Work to complete
Your answer should be every line of the entries that has the string "through" in it.

Dataset extract
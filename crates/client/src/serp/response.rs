//! SerpAPI response types.

use serde::Deserialize;
use serde_json::{Map, Value};

/// One organic result, exactly as the engine returned it (title, link, snippet, ...).
pub type SearchResult = Map<String, Value>;

/// Raw response from SerpAPI. Only organic results are kept.
#[derive(Debug, Deserialize)]
pub struct SerpApiResponse {
    #[serde(default)]
    pub organic_results: Vec<SearchResult>,
}

impl SerpApiResponse {
    /// The first `limit` organic results, in engine order.
    pub fn into_results(self, limit: usize) -> Vec<SearchResult> {
        let mut results = self.organic_results;
        results.truncate(limit);
        results
    }
}
//! Client code for searchkit.
//!
//! This crate provides the two search clients and the HTTP plumbing they
//! share:
//! - [`WebSearchClient`]: LLM completions augmented with web search
//! - [`SerpClient`] / [`search_serp`]: organic results from a search engine

pub mod error;
mod http;
pub mod openai;
pub mod serp;

pub use error::{ErrorKind, SearchError};
pub use openai::{WebSearchClient, WebSearchConfig};
pub use serp::{SearchResult, SerpClient, SerpConfig, search_serp, search_serp_with};

pub use searchkit_core::Usage;
//! Core types and shared functionality for searchkit.
//!
//! This crate provides:
//! - Layered application configuration
//! - Credential resolution shared by every search client
//! - Token usage accounting

pub mod config;
pub mod usage;

pub use config::{AppConfig, ConfigError, DEFAULT_NUM_RESULTS, OPENAI_API_KEY_VAR, SERPAPI_KEY_VAR, resolve_api_key, resolve_api_key_with};
pub use usage::Usage;
//! SerpAPI client.
//!
//! Fetches Google organic results through SerpAPI and hands them back as the
//! engine produced them.
//!
//! ### Specification
//!
//! - **Endpoint**: `GET {base_url}/search?q=..&api_key=..&engine=google&num=..`
//! - **Authentication**: `api_key` query parameter, from the caller or `SERPAPI_KEY`.
//!   A missing key fails before any request is sent.
//! - **Normalization**: none. Results are opaque JSON objects, capped at `num`.

pub mod request;
pub mod response;

pub use request::SerpRequest;
pub use response::{SearchResult, SerpApiResponse};

use std::time::{Duration, Instant};

use searchkit_core::{AppConfig, ConfigError, SERPAPI_KEY_VAR, resolve_api_key_with};

use crate::error::SearchError;
use crate::http;

/// Default base URL for SerpAPI.
const DEFAULT_BASE_URL: &str = "https://serpapi.com";

/// Default request timeout.
const DEFAULT_TIMEOUT: Duration = Duration::from_secs(20);

/// Default user agent.
const DEFAULT_USER_AGENT: &str = "searchkit/0.1";

/// SerpAPI client configuration.
#[derive(Debug, Clone)]
pub struct SerpConfig {
    /// API key from the caller or SERPAPI_KEY.
    pub api_key: String,
    /// Base URL (default: https://serpapi.com).
    pub base_url: String,
    /// Request timeout (default: 20s).
    pub timeout: Duration,
    /// User-agent string.
    pub user_agent: String,
}

impl Default for SerpConfig {
    fn default() -> Self {
        Self {
            api_key: String::new(),
            base_url: DEFAULT_BASE_URL.to_string(),
            timeout: DEFAULT_TIMEOUT,
            user_agent: DEFAULT_USER_AGENT.to_string(),
        }
    }
}

impl SerpConfig {
    /// Build from the layered application configuration.
    pub fn from_app_config(config: &AppConfig) -> Result<Self, ConfigError> {
        Ok(Self {
            api_key: config.require_serpapi_api_key()?,
            base_url: config.serpapi_base_url.clone(),
            timeout: config.timeout(),
            user_agent: config.user_agent.clone(),
        })
    }
}

/// Search engine results client.
#[derive(Debug, Clone)]
pub struct SerpClient {
    http: reqwest::Client,
    config: SerpConfig,
}

impl SerpClient {
    /// Create a new client. Fails when no API key is configured.
    pub fn new(config: SerpConfig) -> Result<Self, SearchError> {
        if config.api_key.is_empty() {
            return Err(ConfigError::Missing {
                field: "serpapi_key".into(),
                hint: format!("{SERPAPI_KEY_VAR} is not set"),
            }
            .into());
        }

        let http = http::build_client(config.timeout, &config.user_agent)?;

        Ok(Self { http, config })
    }

    /// Fetch up to `num_results` organic results for `query`, in engine order.
    pub async fn search(&self, query: &str, num_results: usize) -> Result<Vec<SearchResult>, SearchError> {
        self.execute(query, num_results)
            .await
            .inspect_err(|e| tracing::error!(error = %e, "error during SerpAPI search"))
    }

    async fn execute(&self, query: &str, num_results: usize) -> Result<Vec<SearchResult>, SearchError> {
        let req = SerpRequest::google(query, &self.config.api_key, num_results);
        req.validate()?;

        let start = Instant::now();
        let url = http::endpoint(&self.config.base_url, "search");

        tracing::debug!("searching SerpAPI: query={}, num={}", req.q, req.num);

        let http_response = self.http.get(&url).header("Accept", "application/json").query(&req).send().await?;

        let api_response: SerpApiResponse = http::decode_json(http_response).await?;

        tracing::debug!(
            "search completed in {:?}, {} organic results",
            start.elapsed(),
            api_response.organic_results.len()
        );

        Ok(api_response.into_results(num_results))
    }
}

/// Fetch up to `num_results` organic Google results for `query`.
///
/// Uses `api_key` when given, otherwise SERPAPI_KEY. Without a key this fails
/// with a configuration error and sends nothing.
///
/// An empty `api_key` (`Some("")`) counts as absent and falls back to SERPAPI_KEY.
pub async fn search_serp(
    query: &str,
    num_results: usize,
    api_key: Option<&str>,
) -> Result<Vec<SearchResult>, SearchError> {
    search_serp_with(query, num_results, api_key, SerpConfig::default(), |name| std::env::var(name).ok()).await
}

/// Same as [`search_serp`], starting from `base` (endpoint, timeout, user agent)
/// and resolving the key fallback through `lookup` instead of the process environment.
pub async fn search_serp_with<F>(
    query: &str,
    num_results: usize,
    api_key: Option<&str>,
    base: SerpConfig,
    lookup: F,
) -> Result<Vec<SearchResult>, SearchError>
where
    F: FnOnce(&str) -> Option<String>,
{
    let api_key = resolve_api_key_with(api_key, SERPAPI_KEY_VAR, lookup)?;
    let client = SerpClient::new(SerpConfig { api_key, ..base })?;
    client.search(query, num_results).await
}

#[cfg(test)]
mod tests {
    use super::*;
    use crate::error::ErrorKind;
    use mockito::Matcher;
    use serde_json::json;

    fn organic(n: usize) -> Vec<serde_json::Value> {
        (1..=n)
            .map(|i| {
                json!({
                    "position": i,
                    "title": format!("Result {i}"),
                    "link": format!("https://example.com/{i}"),
                    "snippet": format!("Snippet {i}")
                })
            })
            .collect()
    }

    fn client_for(server: &mockito::Server) -> SerpClient {
        SerpClient::new(SerpConfig { api_key: "serp-test".into(), base_url: server.url(), ..Default::default() })
            .unwrap()
    }

    #[tokio::test]
    async fn test_missing_key_sends_nothing() {
        let mut server = mockito::Server::new_async().await;
        let mock = server.mock("GET", Matcher::Any).expect(0).create_async().await;

        let result = SerpClient::new(SerpConfig { base_url: server.url(), ..Default::default() });

        let err = result.unwrap_err();
        assert_eq!(err.kind(), ErrorKind::Configuration);
        assert!(err.to_string().contains("SERPAPI_KEY is not set"));
        mock.assert_async().await;
    }

    #[tokio::test]
    async fn test_search_serp_without_key_sends_nothing() {
        let mut server = mockito::Server::new_async().await;
        let mock = server.mock("GET", Matcher::Any).expect(0).create_async().await;
        let base = SerpConfig { base_url: server.url(), ..Default::default() };

        let err = search_serp_with("rust", 3, None, base, |_| None).await.unwrap_err();

        assert_eq!(err.kind(), ErrorKind::Configuration);
        mock.assert_async().await;
    }

    #[tokio::test]
    async fn test_search_serp_empty_key_falls_back_to_env() {
        let mut server = mockito::Server::new_async().await;
        let mock = server
            .mock("GET", "/search")
            .match_query(Matcher::UrlEncoded("api_key".into(), "serp-env".into()))
            .with_status(200)
            .with_body(json!({"organic_results": organic(2)}).to_string())
            .create_async()
            .await;
        let base = SerpConfig { base_url: server.url(), ..Default::default() };

        let results = search_serp_with("rust", 5, Some(""), base, |name| {
            assert_eq!(name, "SERPAPI_KEY");
            Some("serp-env".into())
        })
        .await
        .unwrap();

        assert_eq!(results.len(), 2);
        mock.assert_async().await;
    }

    #[tokio::test]
    async fn test_search_serp_missing_env_key() {
        let original = std::env::var("SERPAPI_KEY").ok();
        unsafe {
            std::env::remove_var("SERPAPI_KEY");
        }

        let result = search_serp("rust", 3, None).await;
        assert!(matches!(result, Err(ref e) if e.kind() == ErrorKind::Configuration));

        if let Some(key) = original {
            unsafe {
                std::env::set_var("SERPAPI_KEY", key);
            }
        }
    }

    #[tokio::test]
    async fn test_search_empty_query_sends_nothing() {
        let mut server = mockito::Server::new_async().await;
        let mock = server.mock("GET", Matcher::Any).expect(0).create_async().await;

        let err = client_for(&server).search("   ", 5).await.unwrap_err();
        assert_eq!(err.kind(), ErrorKind::InvalidInput);
        mock.assert_async().await;
    }

    #[test]
    fn test_from_app_config() {
        let app = AppConfig {
            serpapi_api_key: Some("serp-app".into()),
            serpapi_base_url: "http://localhost:9000".into(),
            ..Default::default()
        };
        let config = SerpConfig::from_app_config(&app).unwrap();
        assert_eq!(config.api_key, "serp-app");
        assert_eq!(config.base_url, "http://localhost:9000");
    }

    #[tokio::test]
    async fn test_search_sends_expected_query() {
        let mut server = mockito::Server::new_async().await;
        let mock = server
            .mock("GET", "/search")
            .match_query(Matcher::AllOf(vec![
                Matcher::UrlEncoded("q".into(), "rust async".into()),
                Matcher::UrlEncoded("api_key".into(), "serp-test".into()),
                Matcher::UrlEncoded("engine".into(), "google".into()),
                Matcher::UrlEncoded("num".into(), "3".into()),
            ]))
            .with_status(200)
            .with_header("content-type", "application/json")
            .with_body(json!({"organic_results": organic(5)}).to_string())
            .create_async()
            .await;

        let results = client_for(&server).search("rust async", 3).await.unwrap();

        assert_eq!(results.len(), 3);
        let titles: Vec<_> = results.iter().map(|r| r["title"].as_str().unwrap()).collect();
        assert_eq!(titles, vec!["Result 1", "Result 2", "Result 3"]);
        assert_eq!(results[0]["snippet"], "Snippet 1");
        mock.assert_async().await;
    }

    #[tokio::test]
    async fn test_search_missing_organic_results() {
        let mut server = mockito::Server::new_async().await;
        let _mock = server
            .mock("GET", "/search")
            .match_query(Matcher::Any)
            .with_status(200)
            .with_body(r#"{"search_metadata": {"status": "Success"}, "answer_box": {"answer": "42"}}"#)
            .create_async()
            .await;

        let results = client_for(&server).search("meaning of life", 5).await.unwrap();
        assert!(results.is_empty());
    }

    #[tokio::test]
    async fn test_search_http_error() {
        let mut server = mockito::Server::new_async().await;
        let _mock = server
            .mock("GET", "/search")
            .match_query(Matcher::Any)
            .with_status(400)
            .with_body(r#"{"error": "Missing query `q` parameter."}"#)
            .create_async()
            .await;

        let err = client_for(&server).search("rust", 5).await.unwrap_err();
        assert_eq!(err.kind(), ErrorKind::Transport);
        assert!(err.to_string().contains("Missing query"));
    }

    #[tokio::test]
    async fn test_search_invalid_key() {
        let mut server = mockito::Server::new_async().await;
        let _mock = server
            .mock("GET", "/search")
            .match_query(Matcher::Any)
            .with_status(401)
            .with_body(r#"{"error": "Invalid API key."}"#)
            .create_async()
            .await;

        let err = client_for(&server).search("rust", 5).await.unwrap_err();
        assert!(matches!(err, SearchError::AuthError));
    }

    #[tokio::test]
    async fn test_search_non_json_body() {
        let mut server = mockito::Server::new_async().await;
        let _mock = server
            .mock("GET", "/search")
            .match_query(Matcher::Any)
            .with_status(200)
            .with_body("<html>not json</html>")
            .create_async()
            .await;

        let err = client_for(&server).search("rust", 5).await.unwrap_err();
        assert_eq!(err.kind(), ErrorKind::Parsing);
    }
}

Solution to the exercise
//! Fetches Google organic results through SerpAPI and hands them back as the
/// and resolving the key fallback through `lookup` instead of the process environment.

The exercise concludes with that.